• **Work instructions**:
Search the data below for the word "Unresolved" and report how many lines contain it, with no added words.

• **Data records**:

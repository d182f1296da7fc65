//! Typed `ruleset` webhook events.
//!
//! GitHub sends a `ruleset` event whenever an organization or repository
//! ruleset is created, edited or deleted. The bot only needs the ruleset's
//! name (to find a managed definition), the organization it lives in (the
//! organization definitions are applied to) and who made the change.
//!
//! The bot's own writes come back as `ruleset` events too. Their sender is
//! the app's bot account, `<app-slug>[bot]`; see [`RulesetEvent::is_sent_by_app`].

use serde::{Deserialize, Serialize};

use crate::types::{Enforcement, InstallationId, OrgName, RulesetId};

/// What happened to the ruleset.
#[derive(Debug, Clone, Copy, PartialEq, Eq, Hash, Serialize, Deserialize)]
#[serde(rename_all = "snake_case")]
pub enum RulesetAction {
    Created,
    Edited,
    Deleted,
}

impl std::fmt::Display for RulesetAction {
    fn fmt(&self, f: &mut std::fmt::Formatter<'_>) -> std::fmt::Result {
        let s = match self {
            RulesetAction::Created => "created",
            RulesetAction::Edited => "edited",
            RulesetAction::Deleted => "deleted",
        };
        f.write_str(s)
    }
}

/// A ruleset was created, edited or deleted in an organization.
#[derive(Debug, Clone, PartialEq, Eq, Serialize, Deserialize)]
pub struct RulesetEvent {
    pub action: RulesetAction,

    /// The organization the ruleset belongs to. Synced definitions are
    /// applied here.
    pub organization: OrgName,

    /// The app installation that received the delivery.
    pub installation_id: Option<InstallationId>,

    pub ruleset: EventRuleset,

    /// Previous values of edited fields. Only present on `edited`.
    pub changes: Option<RulesetChanges>,

    /// The account that made the change.
    pub sender: Option<EventSender>,
}

impl RulesetEvent {
    /// Whether the change was made by the GitHub App with slug `app_slug`.
    ///
    /// An app acts as the account `<app-slug>[bot]` of type `Bot`. A sender
    /// without a type is matched on login alone.
    pub fn is_sent_by_app(&self, app_slug: &str) -> bool {
        self.sender
            .as_ref()
            .is_some_and(|sender| sender.is_app(app_slug))
    }
}

/// The account that triggered a webhook delivery.
#[derive(Debug, Clone, PartialEq, Eq, Serialize, Deserialize)]
pub struct EventSender {
    pub login: String,
    /// `User`, `Bot` or `Organization`.
    pub sender_type: Option<String>,
}

impl EventSender {
    /// Whether this is the bot account of the app with slug `app_slug`.
    pub fn is_app(&self, app_slug: &str) -> bool {
        let is_bot = self.sender_type.as_deref().is_none_or(|t| t == "Bot");
        is_bot
            && self
                .login
                .strip_suffix("[bot]")
                .is_some_and(|slug| slug == app_slug)
    }
}

/// The fields of the event's ruleset the bot looks at.
#[derive(Debug, Clone, PartialEq, Eq, Serialize, Deserialize)]
pub struct EventRuleset {
    pub id: Option<RulesetId>,
    pub name: String,
    pub enforcement: Option<Enforcement>,
    /// `Organization` or `Repository`. The parser drops `Repository`
    /// events, so this is `Organization` or absent.
    pub source_type: Option<String>,
}

/// Previous values of a ruleset's renamed or re-enforced fields.
#[derive(Debug, Clone, Default, PartialEq, Eq, Serialize, Deserialize)]
pub struct RulesetChanges {
    pub name_from: Option<String>,
    pub enforcement_from: Option<Enforcement>,
}

impl RulesetChanges {
    pub fn is_empty(&self) -> bool {
        self.name_from.is_none() && self.enforcement_from.is_none()
    }
}
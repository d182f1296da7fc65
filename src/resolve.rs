//! Cross-organization identity translation.
//!
//! An entity ID is only meaningful inside the organization that issued it.
//! Translation joins on the entity's stable name: look the ID up in the
//! source organization to learn the name, then look the name up in the
//! target organization to learn its ID there.
//!
//! Whether a miss in the target is an error depends on the kind of entity,
//! see [`EntityKind::not_found_policy`].

use std::fmt;
use std::future::Future;

use thiserror::Error;
use tokio_util::sync::CancellationToken;

use crate::auth::{AuthError, InstallationBroker};
use crate::directory::{Directory, DirectoryError};
use crate::effects::GitHubInterpreter;
use crate::github::GitHubApiError;
use crate::types::{OrgName, RepositoryId, RoleId, TeamId};

/// The kinds of entity whose IDs are translated.
#[derive(Debug, Clone, Copy, PartialEq, Eq, Hash)]
pub enum EntityKind {
    Repository,
    Team,
    CustomRole,
}

impl EntityKind {
    /// What to do when the entity has no counterpart in the target organization.
    pub fn not_found_policy(self) -> NotFoundPolicy {
        match self {
            EntityKind::Repository | EntityKind::Team => NotFoundPolicy::Fail,
            EntityKind::CustomRole => NotFoundPolicy::Ignore,
        }
    }

    pub fn as_str(self) -> &'static str {
        match self {
            EntityKind::Repository => "repository",
            EntityKind::Team => "team",
            EntityKind::CustomRole => "custom repository role",
        }
    }
}

impl fmt::Display for EntityKind {
    fn fmt(&self, f: &mut fmt::Formatter<'_>) -> fmt::Result {
        f.write_str(self.as_str())
    }
}

/// Handling of a name that does not exist in the target organization.
#[derive(Debug, Clone, Copy, PartialEq, Eq)]
pub enum NotFoundPolicy {
    /// Fail the translation with [`ResolveError::NotFoundInTarget`].
    Fail,
    /// Report [`Resolution::Unresolved`] and let the caller leave the reference alone.
    Ignore,
}

/// An entity located in the target organization.
#[derive(Debug, Clone, PartialEq, Eq)]
pub struct ResolvedIdentity<Id> {
    /// Stable name shared by both organizations (repository name, team slug, role name).
    pub name: String,
    /// The entity's ID in the target organization.
    pub id: Id,
}

/// Outcome of a translation that did not fail.
#[derive(Debug, Clone, PartialEq, Eq)]
pub enum Resolution<Id> {
    Resolved(ResolvedIdentity<Id>),
    /// The target has no entity with this name and the policy is `Ignore`.
    Unresolved { name: String },
}

impl<Id: Copy> Resolution<Id> {
    /// The target ID, if one was found.
    pub fn id(&self) -> Option<Id> {
        match self {
            Resolution::Resolved(identity) => Some(identity.id),
            Resolution::Unresolved { .. } => None,
        }
    }
}

/// Errors from translating an entity reference.
#[derive(Debug, Error)]
pub enum ResolveError {
    #[error("{kind} {key} not found in source organization")]
    NotFoundInSource { kind: EntityKind, key: String },

    #[error("{kind} {name:?} not found in organization {org}")]
    NotFoundInTarget {
        kind: EntityKind,
        name: String,
        org: OrgName,
    },

    #[error(transparent)]
    Directory(#[from] DirectoryError),

    #[error(transparent)]
    Auth(#[from] AuthError),
}

impl ResolveError {
    pub fn is_cancelled(&self) -> bool {
        matches!(self, ResolveError::Directory(e) if e.is_cancelled())
    }
}

/// Translates one entity reference from the source to the target organization.
///
/// `name_in_source` yields the entity's stable name (or `None` if the source
/// has no such entity). `id_in_target` is then called with that name.
pub async fn translate<Id, N, F, Fut>(
    kind: EntityKind,
    policy: NotFoundPolicy,
    source_key: &str,
    target_org: &OrgName,
    name_in_source: N,
    id_in_target: F,
) -> Result<Resolution<Id>, ResolveError>
where
    N: Future<Output = Result<Option<String>, ResolveError>>,
    F: FnOnce(String) -> Fut,
    Fut: Future<Output = Result<Option<Id>, ResolveError>>,
{
    let Some(name) = name_in_source.await? else {
        return Err(ResolveError::NotFoundInSource {
            kind,
            key: source_key.to_string(),
        });
    };

    match id_in_target(name.clone()).await? {
        Some(id) => Ok(Resolution::Resolved(ResolvedIdentity { name, id })),
        None => match policy {
            NotFoundPolicy::Fail => Err(ResolveError::NotFoundInTarget {
                kind,
                name,
                org: target_org.clone(),
            }),
            NotFoundPolicy::Ignore => {
                tracing::debug!(%kind, name = %name, org = %target_org, "No counterpart in target, leaving reference");
                Ok(Resolution::Unresolved { name })
            }
        },
    }
}

/// Resolves source-organization references into `target_org`.
///
/// `target` is authorized for the target organization. Source-side reads
/// for teams and roles go through a client minted from `broker` for the
/// duration of a single resolution.
pub struct EntityResolver<'a, T, B> {
    target: &'a T,
    target_org: &'a OrgName,
    broker: &'a B,
    cancel: &'a CancellationToken,
}

impl<'a, T, B> EntityResolver<'a, T, B>
where
    T: GitHubInterpreter<Error = GitHubApiError> + Sync,
    B: InstallationBroker + Sync,
    B::Client: Sync,
{
    /// Creates a resolver into `target_org`.
    ///
    /// `target` must be authorized for `target_org`; `broker` must be able to
    /// mint clients for every source organization definitions name.
    pub fn new(
        target: &'a T,
        target_org: &'a OrgName,
        broker: &'a B,
        cancel: &'a CancellationToken,
    ) -> Self {
        EntityResolver {
            target,
            target_org,
            broker,
            cancel,
        }
    }

    /// The organization references are translated into.
    pub fn target_org(&self) -> &OrgName {
        self.target_org
    }

    async fn source_client(&self, source_org: &OrgName) -> Result<B::Client, ResolveError> {
        if self.cancel.is_cancelled() {
            return Err(DirectoryError::Cancelled.into());
        }
        Ok(self.broker.installation_client(source_org).await?)
    }

    /// Translates a repository ID. Both hops use the target client: the
    /// by-ID lookup is global, so any installation can read the name.
    pub async fn resolve_repository(
        &self,
        source_id: RepositoryId,
    ) -> Result<Resolution<RepositoryId>, ResolveError> {
        let kind = EntityKind::Repository;
        let directory = &Directory::new(self.target, self.cancel);

        translate(
            kind,
            kind.not_found_policy(),
            &source_id.to_string(),
            self.target_org,
            async { Ok::<_, ResolveError>(directory.repository_name(source_id).await?) },
            |name| async move {
                Ok::<_, ResolveError>(directory.repository_id(self.target_org, &name).await?)
            },
        )
        .await
    }

    /// Translates a team ID by way of its slug.
    pub async fn resolve_team(
        &self,
        source_org: &OrgName,
        team_id: TeamId,
    ) -> Result<Resolution<TeamId>, ResolveError> {
        let kind = EntityKind::Team;
        let source = self.source_client(source_org).await?;
        let source_dir = &Directory::new(&source, self.cancel);
        let target_dir = &Directory::new(self.target, self.cancel);

        let slug_in_source = async {
            let Some(org_id) = source_dir.org_id(source_org).await? else {
                return Ok(None);
            };
            Ok::<_, ResolveError>(source_dir.team_slug(org_id, team_id).await?)
        };

        translate(
            kind,
            kind.not_found_policy(),
            &format!("{}/{}", source_org, team_id),
            self.target_org,
            slug_in_source,
            |slug| async move {
                Ok::<_, ResolveError>(target_dir.team_id(self.target_org, &slug).await?)
            },
        )
        .await
    }

    /// Translates a custom repository role ID by way of its name.
    pub async fn resolve_custom_role(
        &self,
        source_org: &OrgName,
        role_id: RoleId,
    ) -> Result<Resolution<RoleId>, ResolveError> {
        let kind = EntityKind::CustomRole;
        let source = self.source_client(source_org).await?;
        let source_dir = &Directory::new(&source, self.cancel);
        let target_dir = &Directory::new(self.target, self.cancel);

        translate(
            kind,
            kind.not_found_policy(),
            &format!("{}/{}", source_org, role_id),
            self.target_org,
            async { Ok::<_, ResolveError>(source_dir.role_name(source_org, role_id).await?) },
            |name| async move {
                Ok::<_, ResolveError>(target_dir.role_id(self.target_org, &name).await?)
            },
        )
        .await
    }
}
//! Repository IDs in `workflows` rules.

use crate::auth::InstallationBroker;
use crate::effects::GitHubInterpreter;
use crate::github::GitHubApiError;
use crate::resolve::{EntityResolver, Resolution};
use crate::types::{Rule, RulesetDocument, WorkflowsParameters};

use super::ProcessError;

/// Points every workflow reference at the target organization's repository.
///
/// Rules of any other type are not touched. The first failure aborts.
pub async fn rewrite_rules<T, B>(
    resolver: &EntityResolver<'_, T, B>,
    ruleset: &mut RulesetDocument,
) -> Result<(), ProcessError>
where
    T: GitHubInterpreter<Error = GitHubApiError> + Sync,
    B: InstallationBroker + Sync,
    B::Client: Sync,
{
    let name = &ruleset.name;

    for rule in ruleset.rules.iter_mut() {
        let Rule::Workflows { parameters } = rule else {
            continue;
        };

        let mut decoded =
            WorkflowsParameters::decode(parameters).map_err(|source| ProcessError::Decode {
                ruleset: name.clone(),
                source,
            })?;

        for workflow in decoded.workflows.iter_mut() {
            let source_id = workflow.repository_id;
            let resolution = resolver
                .resolve_repository(source_id)
                .await
                .map_err(|source| ProcessError::Workflow {
                    ruleset: name.clone(),
                    repository_id: source_id,
                    source,
                })?;

            if let Resolution::Resolved(identity) = resolution {
                tracing::debug!(
                    ruleset = %name,
                    repository = %identity.name,
                    from = %source_id,
                    to = %identity.id,
                    "Rewrote workflow repository"
                );
                workflow.repository_id = identity.id;
            }
        }

        *parameters = decoded.encode().map_err(|source| ProcessError::Encode {
            ruleset: name.clone(),
            source,
        })?;
    }

    Ok(())
}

• **Response to the exercise**:
4